Acute ischemic stroke (AIS), a condition defined by a decrease in cerebral blood flow, is primarily treated through mechanical thrombectomy (MT) for blockages in major anterior circulation arteries. Approaches encompass stent retrieval, suction thrombectomy, or a combination of both. MT is increasingly recognized for its rapid revascularization, low hemorrhagic transformation (HT) rate, and extended therapeutic time window. Nonetheless, multiple risk factors lead to post-MT HT through different mechanisms, resulting in adverse outcomes such as increased mortality and morbidity. Therefore, assessing the relevant risks based on predictive models for post-MT HT is necessary. These predictive models incorporate a series of risk factors and conduct statistical analyses to generate corresponding assessment scales, which are then used to evaluate the risk of postoperative bleeding. As this is a rapidly developing field, there is still controversy over which model is more effective than another in improving clinical efficacy, and there is a lack of consensus on the comparison of these data. In this paper, we assess the accuracy of these predictive models using receiver operating characteristic (ROC) curves and the concordance C-index. Determining the most accurate predictive model for post-MT HT is crucial for improving the prediction of patient outcomes and for the development of tailored treatment plans, thereby enhancing clinical relevance and applicability.

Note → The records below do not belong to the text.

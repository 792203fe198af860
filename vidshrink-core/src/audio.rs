//! Scoped audio tap over a playback session.

use crate::host::{AudioGraph, CaptureTrack, MediaHost};

/// How a tap is wired into the audio graph.
#[derive(Debug, Clone, Copy, PartialEq)]
pub struct TapWiring {
    pub sample_rate: Option<u32>,
    pub keep_alive_gain: f32,
    pub capture_gain: f32,
}

impl TapWiring {
    /// Wiring for the codec encode path.
    pub const ENCODE: TapWiring = TapWiring {
        sample_rate: None,
        keep_alive_gain: 0.0,
        capture_gain: 1.0,
    };

    /// Wiring for the stream recorder path. Some graphs suspend a branch
    /// whose gain is exactly zero.
    pub const RECORD: TapWiring = TapWiring {
        sample_rate: Some(48_000),
        keep_alive_gain: 0.0001,
        capture_gain: 1.0,
    };
}

/// Duplicates the source audio into an inaudible keep-alive sink and a
/// capture sink. Must be closed with [`AudioTap::close`].
pub struct AudioTap<G: AudioGraph> {
    graph: Option<G>,
    capture: Option<G::Capture>,
}

pub async fn open_tap<H: MediaHost>(
    host: &H,
    playback: &mut H::Playback,
    wiring: TapWiring,
) -> anyhow::Result<AudioTap<H::Audio>> {
    let mut graph = host.open_audio(playback, wiring.sample_rate).await?;

    let capture = match wire(&mut graph, wiring) {
        Ok(capture) => capture,
        Err(e) => {
            graph.close().await;
            return Err(e);
        }
    };

    if let Err(e) = graph.resume().await {
        log::debug!("audio graph resume failed: {:#}", e);
    }

    Ok(AudioTap {
        graph: Some(graph),
        capture,
    })
}

fn wire<G: AudioGraph>(graph: &mut G, wiring: TapWiring) -> anyhow::Result<Option<G::Capture>> {
    graph.connect_keep_alive(wiring.keep_alive_gain)?;
    graph.connect_capture(wiring.capture_gain)
}

impl<G: AudioGraph> AudioTap<G> {
    pub fn capture(&self) -> Option<&G::Capture> {
        self.capture.as_ref()
    }

    pub fn sample_rate(&self) -> Option<u32> {
        self.graph.as_ref().and_then(|g| g.sample_rate())
    }

    /// Stops the capture track and closes the graph. Safe to call twice.
    pub async fn close(&mut self) {
        if let Some(capture) = self.capture.take() {
            capture.stop();
        }
        if let Some(mut graph) = self.graph.take() {
            graph.close().await;
        }
    }
}

impl<G: AudioGraph> Drop for AudioTap<G> {
    fn drop(&mut self) {
        if self.graph.is_some() {
            log::warn!("audio tap dropped without close");
        }
    }
}
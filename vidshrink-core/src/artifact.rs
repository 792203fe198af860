use bytes::Bytes;
use chrono::{DateTime, Utc};

use crate::source::SourceMedia;

/// The file-like result handed back to the caller.
#[derive(Debug, Clone)]
pub struct OutputArtifact {
    pub name: String,
    pub mime_type: String,
    pub bytes: Bytes,
    pub last_modified: DateTime<Utc>,
}

impl OutputArtifact {
    pub fn new(name: String, mime_type: impl Into<String>, bytes: Bytes) -> Self {
        Self {
            name,
            mime_type: mime_type.into(),
            bytes,
            last_modified: Utc::now(),
        }
    }

    /// The unmodified input, used when every encoding tier failed.
    pub fn pass_through(source: &SourceMedia) -> Self {
        Self {
            name: source.name.clone(),
            mime_type: source.mime_type.clone(),
            bytes: source.bytes.clone(),
            last_modified: source.last_modified,
        }
    }

    pub fn size(&self) -> u64 {
        self.bytes.len() as u64
    }
}

/// `explicit` when given, otherwise `<base>-compressed.<extension>` where
/// `<base>` is `source_name` without its last extension.
pub fn pick_output_name(source_name: &str, extension: &str, explicit: Option<&str>) -> String {
    if let Some(name) = explicit.filter(|n| !n.is_empty()) {
        return name.to_string();
    }
    let base = match source_name.rfind('.') {
        Some(i) if i + 1 < source_name.len() => &source_name[..i],
        _ => source_name,
    };
    format!("{}-compressed.{}", base, extension)
}
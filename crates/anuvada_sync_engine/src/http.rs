//! HTTP transport implementation.
//!
//! This module provides an HTTP-shaped transport for segment fetches. The
//! actual HTTP client is abstracted via a trait so hosts can plug in
//! whatever the surrounding runtime provides (reqwest, ureq, a browser
//! fetch bridge, etc.).

use crate::error::{SyncError, SyncResult};
use crate::transport::SegmentTransport;
use anuvada_store::{SegmentData, Uid};
use parking_lot::RwLock;
use std::collections::BTreeMap;
use std::sync::atomic::{AtomicBool, Ordering};

/// HTTP client abstraction.
///
/// Implement this trait to provide the actual HTTP transport.
pub trait HttpClient: Send + Sync {
    /// Sends a GET request and returns the response body.
    fn get(&self, url: &str) -> Result<Vec<u8>, String>;

    /// Checks if the client is connected/healthy.
    fn is_healthy(&self) -> bool;
}

/// HTTP-based segment transport.
///
/// Fetches `{base_url}/api/segments/{uid}` and decodes the JSON body into
/// [`SegmentData`].
pub struct HttpTransport<C: HttpClient> {
    /// Base URL of the editor backend (e.g. "https://editor.example.com").
    base_url: String,
    /// HTTP client implementation.
    client: C,
    /// Connection state.
    connected: AtomicBool,
    /// Last error message.
    last_error: RwLock<Option<String>>,
}

impl<C: HttpClient> HttpTransport<C> {
    /// Creates a new HTTP transport.
    pub fn new(base_url: impl Into<String>, client: C) -> Self {
        Self {
            base_url: base_url.into(),
            client,
            connected: AtomicBool::new(true),
            last_error: RwLock::new(None),
        }
    }

    /// Returns the base URL.
    pub fn base_url(&self) -> &str {
        &self.base_url
    }

    /// Returns the last error message.
    pub fn last_error(&self) -> Option<String> {
        self.last_error.read().clone()
    }

    fn set_error(&self, err: &str) {
        *self.last_error.write() = Some(err.to_string());
    }

    fn clear_error(&self) {
        *self.last_error.write() = None;
    }
}

impl<C: HttpClient> SegmentTransport for HttpTransport<C> {
    fn fetch_segments(&self, uid: &Uid) -> SyncResult<SegmentData> {
        if !self.is_connected() {
            return Err(SyncError::NotConnected);
        }

        let url = format!("{}/api/segments/{}", self.base_url, uid);
        let body = self.client.get(&url).map_err(|e| {
            self.set_error(&e);
            self.connected.store(false, Ordering::SeqCst);
            SyncError::transport_retryable(e)
        })?;

        self.clear_error();

        serde_json::from_slice(&body).map_err(|e| SyncError::InvalidPayload(e.to_string()))
    }

    fn is_connected(&self) -> bool {
        self.connected.load(Ordering::SeqCst) && self.client.is_healthy()
    }

    fn close(&self) -> SyncResult<()> {
        self.connected.store(false, Ordering::SeqCst);
        Ok(())
    }
}

/// An `HttpClient` that serves canned response bodies by uid, with no
/// network overhead.
///
/// Useful for tests and demos.
#[derive(Debug, Default)]
pub struct LoopbackClient {
    bodies: RwLock<BTreeMap<String, Vec<u8>>>,
    healthy: AtomicBool,
}

impl LoopbackClient {
    /// Creates a new loopback client.
    pub fn new() -> Self {
        Self {
            bodies: RwLock::new(BTreeMap::new()),
            healthy: AtomicBool::new(true),
        }
    }

    /// Registers the response body served for one uid.
    pub fn set_body(&self, uid: impl Into<String>, body: impl Into<Vec<u8>>) {
        self.bodies.write().insert(uid.into(), body.into());
    }

    /// Sets the health state.
    pub fn set_healthy(&self, healthy: bool) {
        self.healthy.store(healthy, Ordering::SeqCst);
    }
}

impl HttpClient for LoopbackClient {
    fn get(&self, url: &str) -> Result<Vec<u8>, String> {
        let uid = url.rsplit('/').next().unwrap_or("");
        self.bodies
            .read()
            .get(uid)
            .cloned()
            .ok_or_else(|| format!("404 for {url}"))
    }

    fn is_healthy(&self) -> bool {
        self.healthy.load(Ordering::SeqCst)
    }
}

急性缺血性卒中(AIS)是一种由脑血流量减少所定义的疾病,主要通过机械取栓术(MT)治疗大脑前循环主要动脉的堵塞。方法包括支架取栓、抽吸取栓或两者结合。MT因其快速再灌注、低出血转化(HT)率和延长的治疗时间窗而越来越受到认可。尽管如此,多种危险因素通过不同机制导致MT后HT,从而产生诸如死亡率和发病率增加等不良后果。因此,基于MT后HT的预测模型评估相关风险是必要的。这些预测模型纳入一系列危险因素并进行统计分析以生成相应的评估量表,然后用于评估术后出血风险。由于这是一个快速发展的领域,在改善临床疗效方面哪种模型比另一种更有效仍存在争议,并且在这些数据的比较上缺乏共识。在本文中,我们使用受试者工作特征(ROC)曲线和一致性C指数评估这些预测模型的准确性。确定MT后HT最准确的预测模型对于改善患者预后的预测以及制定个性化治疗方案至关重要,从而提高临床相关性和适用性。